Stored data

* * *

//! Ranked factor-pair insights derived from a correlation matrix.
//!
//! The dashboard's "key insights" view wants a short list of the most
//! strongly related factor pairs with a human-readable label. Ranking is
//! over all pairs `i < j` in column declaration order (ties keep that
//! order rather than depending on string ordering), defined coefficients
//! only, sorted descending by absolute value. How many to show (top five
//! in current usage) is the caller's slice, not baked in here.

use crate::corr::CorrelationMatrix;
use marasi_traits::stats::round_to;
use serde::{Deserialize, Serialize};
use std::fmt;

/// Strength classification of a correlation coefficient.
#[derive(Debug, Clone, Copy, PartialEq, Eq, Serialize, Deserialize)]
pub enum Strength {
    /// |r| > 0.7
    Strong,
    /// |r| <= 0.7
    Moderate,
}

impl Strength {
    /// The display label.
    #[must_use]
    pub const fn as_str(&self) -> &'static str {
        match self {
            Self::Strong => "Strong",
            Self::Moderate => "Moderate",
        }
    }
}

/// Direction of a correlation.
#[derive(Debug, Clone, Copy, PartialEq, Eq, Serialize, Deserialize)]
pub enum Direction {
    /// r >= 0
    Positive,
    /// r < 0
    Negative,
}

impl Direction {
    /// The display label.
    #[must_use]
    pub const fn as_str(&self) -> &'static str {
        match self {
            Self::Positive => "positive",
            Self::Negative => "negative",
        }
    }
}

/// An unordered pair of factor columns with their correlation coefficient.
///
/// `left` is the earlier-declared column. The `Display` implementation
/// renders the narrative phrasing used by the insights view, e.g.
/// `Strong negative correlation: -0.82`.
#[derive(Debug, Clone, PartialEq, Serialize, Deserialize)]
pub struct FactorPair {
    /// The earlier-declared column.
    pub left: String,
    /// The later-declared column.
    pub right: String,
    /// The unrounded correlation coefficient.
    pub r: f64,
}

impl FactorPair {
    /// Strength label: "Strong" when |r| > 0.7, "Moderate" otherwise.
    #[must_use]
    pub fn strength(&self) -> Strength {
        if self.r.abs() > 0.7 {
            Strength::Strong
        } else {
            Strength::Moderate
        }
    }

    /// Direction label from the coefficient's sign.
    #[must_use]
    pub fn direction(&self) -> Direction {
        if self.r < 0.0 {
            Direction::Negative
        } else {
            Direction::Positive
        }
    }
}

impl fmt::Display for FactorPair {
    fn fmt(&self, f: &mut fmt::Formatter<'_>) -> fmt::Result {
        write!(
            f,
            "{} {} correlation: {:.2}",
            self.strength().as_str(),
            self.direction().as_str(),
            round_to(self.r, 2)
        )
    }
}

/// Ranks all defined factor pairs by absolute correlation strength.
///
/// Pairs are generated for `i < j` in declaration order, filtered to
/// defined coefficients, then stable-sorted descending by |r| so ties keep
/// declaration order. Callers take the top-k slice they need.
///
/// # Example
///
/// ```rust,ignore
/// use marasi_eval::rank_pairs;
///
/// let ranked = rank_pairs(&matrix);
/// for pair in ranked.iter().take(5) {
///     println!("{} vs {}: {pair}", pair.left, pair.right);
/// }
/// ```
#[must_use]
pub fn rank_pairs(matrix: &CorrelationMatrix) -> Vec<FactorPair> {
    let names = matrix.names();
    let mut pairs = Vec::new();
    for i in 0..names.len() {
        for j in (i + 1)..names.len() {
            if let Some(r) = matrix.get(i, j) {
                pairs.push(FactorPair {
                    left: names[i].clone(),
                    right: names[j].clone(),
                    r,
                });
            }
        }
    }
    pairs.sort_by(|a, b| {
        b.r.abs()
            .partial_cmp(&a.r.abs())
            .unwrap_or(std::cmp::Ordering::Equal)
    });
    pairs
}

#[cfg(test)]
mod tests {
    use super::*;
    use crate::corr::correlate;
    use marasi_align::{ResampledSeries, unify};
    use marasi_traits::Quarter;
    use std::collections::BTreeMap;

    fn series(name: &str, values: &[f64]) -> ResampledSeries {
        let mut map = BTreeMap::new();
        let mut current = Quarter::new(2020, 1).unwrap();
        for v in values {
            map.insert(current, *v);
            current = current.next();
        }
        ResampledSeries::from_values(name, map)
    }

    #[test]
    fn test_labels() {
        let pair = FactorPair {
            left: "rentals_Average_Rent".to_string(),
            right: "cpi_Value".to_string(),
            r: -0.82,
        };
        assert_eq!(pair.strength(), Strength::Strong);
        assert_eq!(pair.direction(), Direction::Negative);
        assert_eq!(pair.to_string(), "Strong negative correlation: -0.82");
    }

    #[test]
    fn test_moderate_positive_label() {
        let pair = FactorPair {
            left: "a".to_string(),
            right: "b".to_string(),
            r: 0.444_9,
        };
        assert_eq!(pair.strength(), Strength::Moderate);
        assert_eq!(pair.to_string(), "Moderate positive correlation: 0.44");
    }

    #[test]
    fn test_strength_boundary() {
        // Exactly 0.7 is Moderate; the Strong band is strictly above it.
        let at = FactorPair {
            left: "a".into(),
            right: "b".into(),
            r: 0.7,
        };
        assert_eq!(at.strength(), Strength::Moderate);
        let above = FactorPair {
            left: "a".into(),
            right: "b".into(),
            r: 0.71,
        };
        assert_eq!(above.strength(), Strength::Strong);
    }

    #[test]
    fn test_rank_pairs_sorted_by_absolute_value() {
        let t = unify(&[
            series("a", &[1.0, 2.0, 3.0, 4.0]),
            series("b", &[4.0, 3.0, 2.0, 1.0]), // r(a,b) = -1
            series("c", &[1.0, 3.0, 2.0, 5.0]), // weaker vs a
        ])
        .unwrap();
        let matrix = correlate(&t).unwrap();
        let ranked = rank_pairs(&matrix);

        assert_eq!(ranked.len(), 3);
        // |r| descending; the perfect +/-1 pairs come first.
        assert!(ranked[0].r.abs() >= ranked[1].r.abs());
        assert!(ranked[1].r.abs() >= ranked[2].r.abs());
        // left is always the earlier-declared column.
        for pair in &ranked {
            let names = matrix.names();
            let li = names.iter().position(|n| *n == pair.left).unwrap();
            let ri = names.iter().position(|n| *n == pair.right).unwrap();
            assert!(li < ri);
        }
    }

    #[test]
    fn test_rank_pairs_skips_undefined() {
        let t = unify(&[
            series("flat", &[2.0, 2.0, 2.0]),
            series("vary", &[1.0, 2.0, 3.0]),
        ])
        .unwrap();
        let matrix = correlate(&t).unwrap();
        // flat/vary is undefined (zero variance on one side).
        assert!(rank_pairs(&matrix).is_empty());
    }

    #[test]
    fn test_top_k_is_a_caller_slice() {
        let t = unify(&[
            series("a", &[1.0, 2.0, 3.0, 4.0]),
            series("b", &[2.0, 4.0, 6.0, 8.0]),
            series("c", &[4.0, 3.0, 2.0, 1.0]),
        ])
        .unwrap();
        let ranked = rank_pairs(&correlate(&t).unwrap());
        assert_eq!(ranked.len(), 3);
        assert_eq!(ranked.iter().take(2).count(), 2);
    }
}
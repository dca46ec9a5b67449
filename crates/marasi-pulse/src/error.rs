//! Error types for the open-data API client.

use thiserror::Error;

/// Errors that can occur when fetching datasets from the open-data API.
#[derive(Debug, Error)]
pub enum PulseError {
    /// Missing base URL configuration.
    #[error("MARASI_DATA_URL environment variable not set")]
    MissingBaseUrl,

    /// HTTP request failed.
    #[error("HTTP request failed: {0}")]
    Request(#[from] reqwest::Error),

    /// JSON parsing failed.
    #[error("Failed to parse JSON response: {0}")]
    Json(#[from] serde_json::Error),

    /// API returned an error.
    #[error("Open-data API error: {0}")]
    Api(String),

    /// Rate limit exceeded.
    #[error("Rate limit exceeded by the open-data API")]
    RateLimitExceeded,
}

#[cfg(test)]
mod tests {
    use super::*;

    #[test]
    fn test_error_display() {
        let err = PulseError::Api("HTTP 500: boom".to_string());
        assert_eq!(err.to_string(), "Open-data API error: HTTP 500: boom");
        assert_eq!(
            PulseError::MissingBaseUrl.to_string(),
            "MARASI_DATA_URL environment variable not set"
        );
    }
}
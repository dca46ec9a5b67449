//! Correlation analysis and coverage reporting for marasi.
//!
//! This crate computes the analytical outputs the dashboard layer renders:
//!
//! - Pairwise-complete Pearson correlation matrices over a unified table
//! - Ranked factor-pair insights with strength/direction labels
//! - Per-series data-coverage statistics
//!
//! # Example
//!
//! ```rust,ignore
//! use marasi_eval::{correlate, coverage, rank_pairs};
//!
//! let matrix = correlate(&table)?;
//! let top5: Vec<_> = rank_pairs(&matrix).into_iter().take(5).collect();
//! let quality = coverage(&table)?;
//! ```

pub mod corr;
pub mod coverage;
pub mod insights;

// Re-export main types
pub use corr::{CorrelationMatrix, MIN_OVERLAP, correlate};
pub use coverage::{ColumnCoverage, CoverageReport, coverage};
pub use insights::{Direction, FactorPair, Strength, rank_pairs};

* * *

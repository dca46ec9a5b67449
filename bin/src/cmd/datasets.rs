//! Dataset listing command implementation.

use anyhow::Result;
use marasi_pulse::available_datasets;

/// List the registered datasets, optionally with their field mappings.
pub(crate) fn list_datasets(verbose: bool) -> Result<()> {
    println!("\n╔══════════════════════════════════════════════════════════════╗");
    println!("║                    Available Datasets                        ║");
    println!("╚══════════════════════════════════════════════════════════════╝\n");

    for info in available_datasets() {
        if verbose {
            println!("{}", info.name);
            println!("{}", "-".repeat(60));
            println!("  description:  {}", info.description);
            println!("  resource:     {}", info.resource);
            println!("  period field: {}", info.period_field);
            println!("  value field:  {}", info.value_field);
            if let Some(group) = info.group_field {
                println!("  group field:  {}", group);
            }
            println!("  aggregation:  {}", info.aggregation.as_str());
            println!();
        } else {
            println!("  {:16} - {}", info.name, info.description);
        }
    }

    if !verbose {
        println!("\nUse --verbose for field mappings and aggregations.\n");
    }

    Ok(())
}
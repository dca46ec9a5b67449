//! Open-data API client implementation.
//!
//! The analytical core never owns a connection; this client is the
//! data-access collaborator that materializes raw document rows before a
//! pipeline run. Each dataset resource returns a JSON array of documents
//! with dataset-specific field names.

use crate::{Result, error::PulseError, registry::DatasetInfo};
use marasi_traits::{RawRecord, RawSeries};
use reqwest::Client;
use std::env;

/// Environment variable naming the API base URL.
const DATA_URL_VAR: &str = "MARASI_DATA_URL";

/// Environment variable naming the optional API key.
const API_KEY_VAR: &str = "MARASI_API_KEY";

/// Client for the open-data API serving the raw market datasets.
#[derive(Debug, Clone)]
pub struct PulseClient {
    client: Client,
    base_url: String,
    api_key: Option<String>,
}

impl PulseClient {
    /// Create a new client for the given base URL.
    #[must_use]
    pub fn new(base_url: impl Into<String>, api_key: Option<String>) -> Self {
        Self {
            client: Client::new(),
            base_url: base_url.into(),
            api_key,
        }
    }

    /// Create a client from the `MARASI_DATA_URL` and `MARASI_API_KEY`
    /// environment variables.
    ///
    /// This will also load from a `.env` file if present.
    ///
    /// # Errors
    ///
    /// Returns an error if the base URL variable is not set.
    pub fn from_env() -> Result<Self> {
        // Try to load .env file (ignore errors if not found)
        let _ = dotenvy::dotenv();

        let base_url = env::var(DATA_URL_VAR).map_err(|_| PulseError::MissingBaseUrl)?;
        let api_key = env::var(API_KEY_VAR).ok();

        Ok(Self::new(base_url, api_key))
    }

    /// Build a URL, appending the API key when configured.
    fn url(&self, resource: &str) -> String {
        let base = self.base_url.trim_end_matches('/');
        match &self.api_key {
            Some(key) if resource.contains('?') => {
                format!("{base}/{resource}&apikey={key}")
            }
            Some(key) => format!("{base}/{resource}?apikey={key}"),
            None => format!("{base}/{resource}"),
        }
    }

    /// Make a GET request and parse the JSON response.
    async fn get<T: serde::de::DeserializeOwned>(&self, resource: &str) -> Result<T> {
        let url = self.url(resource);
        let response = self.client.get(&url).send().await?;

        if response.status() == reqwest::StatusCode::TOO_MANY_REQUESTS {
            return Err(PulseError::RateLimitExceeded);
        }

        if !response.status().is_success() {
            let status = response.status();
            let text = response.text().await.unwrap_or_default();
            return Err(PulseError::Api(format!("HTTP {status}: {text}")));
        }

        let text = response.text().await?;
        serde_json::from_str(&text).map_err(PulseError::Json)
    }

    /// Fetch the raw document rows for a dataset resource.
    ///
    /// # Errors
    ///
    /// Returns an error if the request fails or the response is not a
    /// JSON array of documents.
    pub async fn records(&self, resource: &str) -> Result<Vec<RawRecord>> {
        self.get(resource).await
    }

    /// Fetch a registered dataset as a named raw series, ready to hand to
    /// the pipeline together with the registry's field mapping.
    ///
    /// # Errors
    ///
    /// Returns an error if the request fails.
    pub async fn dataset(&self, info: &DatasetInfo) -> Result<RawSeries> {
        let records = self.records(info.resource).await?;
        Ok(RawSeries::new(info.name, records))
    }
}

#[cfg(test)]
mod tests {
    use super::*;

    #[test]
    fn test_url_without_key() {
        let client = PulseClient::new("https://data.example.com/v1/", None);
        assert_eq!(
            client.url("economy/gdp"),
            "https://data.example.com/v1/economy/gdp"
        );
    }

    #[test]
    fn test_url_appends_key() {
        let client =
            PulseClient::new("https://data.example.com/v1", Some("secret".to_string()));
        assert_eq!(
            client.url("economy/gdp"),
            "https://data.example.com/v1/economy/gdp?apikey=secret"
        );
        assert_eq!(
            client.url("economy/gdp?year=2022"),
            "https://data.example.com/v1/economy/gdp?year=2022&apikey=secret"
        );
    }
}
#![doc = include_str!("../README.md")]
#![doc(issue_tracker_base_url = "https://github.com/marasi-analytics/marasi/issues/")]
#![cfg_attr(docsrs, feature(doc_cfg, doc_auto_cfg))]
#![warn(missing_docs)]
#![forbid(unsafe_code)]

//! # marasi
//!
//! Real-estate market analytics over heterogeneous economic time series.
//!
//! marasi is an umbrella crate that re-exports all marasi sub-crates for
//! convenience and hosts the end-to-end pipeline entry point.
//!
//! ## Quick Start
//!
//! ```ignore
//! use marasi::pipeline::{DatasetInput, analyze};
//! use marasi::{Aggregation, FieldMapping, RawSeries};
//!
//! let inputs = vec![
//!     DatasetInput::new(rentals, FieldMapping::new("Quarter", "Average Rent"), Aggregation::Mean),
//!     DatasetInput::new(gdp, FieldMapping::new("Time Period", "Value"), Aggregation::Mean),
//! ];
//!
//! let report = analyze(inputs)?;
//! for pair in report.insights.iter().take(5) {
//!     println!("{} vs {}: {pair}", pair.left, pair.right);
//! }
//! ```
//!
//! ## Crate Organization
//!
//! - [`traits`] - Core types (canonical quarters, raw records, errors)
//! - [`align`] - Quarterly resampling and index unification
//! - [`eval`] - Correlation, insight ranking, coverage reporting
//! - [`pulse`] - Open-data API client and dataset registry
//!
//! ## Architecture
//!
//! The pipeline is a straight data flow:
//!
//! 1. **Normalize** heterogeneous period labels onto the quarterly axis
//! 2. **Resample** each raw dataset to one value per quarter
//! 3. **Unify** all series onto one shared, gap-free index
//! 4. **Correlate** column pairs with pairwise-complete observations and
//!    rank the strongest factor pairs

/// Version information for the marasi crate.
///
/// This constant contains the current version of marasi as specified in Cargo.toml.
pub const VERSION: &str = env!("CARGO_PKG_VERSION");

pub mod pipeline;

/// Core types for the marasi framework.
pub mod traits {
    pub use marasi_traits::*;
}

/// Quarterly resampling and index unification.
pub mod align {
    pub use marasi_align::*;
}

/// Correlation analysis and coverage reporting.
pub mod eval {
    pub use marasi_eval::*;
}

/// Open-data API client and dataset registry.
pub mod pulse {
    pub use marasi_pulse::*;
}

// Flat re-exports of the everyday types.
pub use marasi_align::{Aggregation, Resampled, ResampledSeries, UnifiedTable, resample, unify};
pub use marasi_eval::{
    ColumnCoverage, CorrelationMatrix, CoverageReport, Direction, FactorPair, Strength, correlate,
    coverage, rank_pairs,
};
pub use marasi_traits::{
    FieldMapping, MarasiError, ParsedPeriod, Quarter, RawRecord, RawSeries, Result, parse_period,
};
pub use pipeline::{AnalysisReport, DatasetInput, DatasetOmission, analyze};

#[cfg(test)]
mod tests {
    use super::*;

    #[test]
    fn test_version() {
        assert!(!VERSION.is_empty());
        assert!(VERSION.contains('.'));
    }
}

* * *

I need every line of the data that has the word "right"; please list them.

### Answer to the exercise:
    pub right: String,
///     println!("{} vs {}: {pair}", pair.left, pair.right);
                    right: names[j].clone(),
            right: "cpi_Value".to_string(),
            right: "b".to_string(),
            right: "b".into(),
            right: "b".into(),
            let ri = names.iter().position(|n| *n == pair.right).unwrap();
//!     println!("{} vs {}: {pair}", pair.left, pair.right);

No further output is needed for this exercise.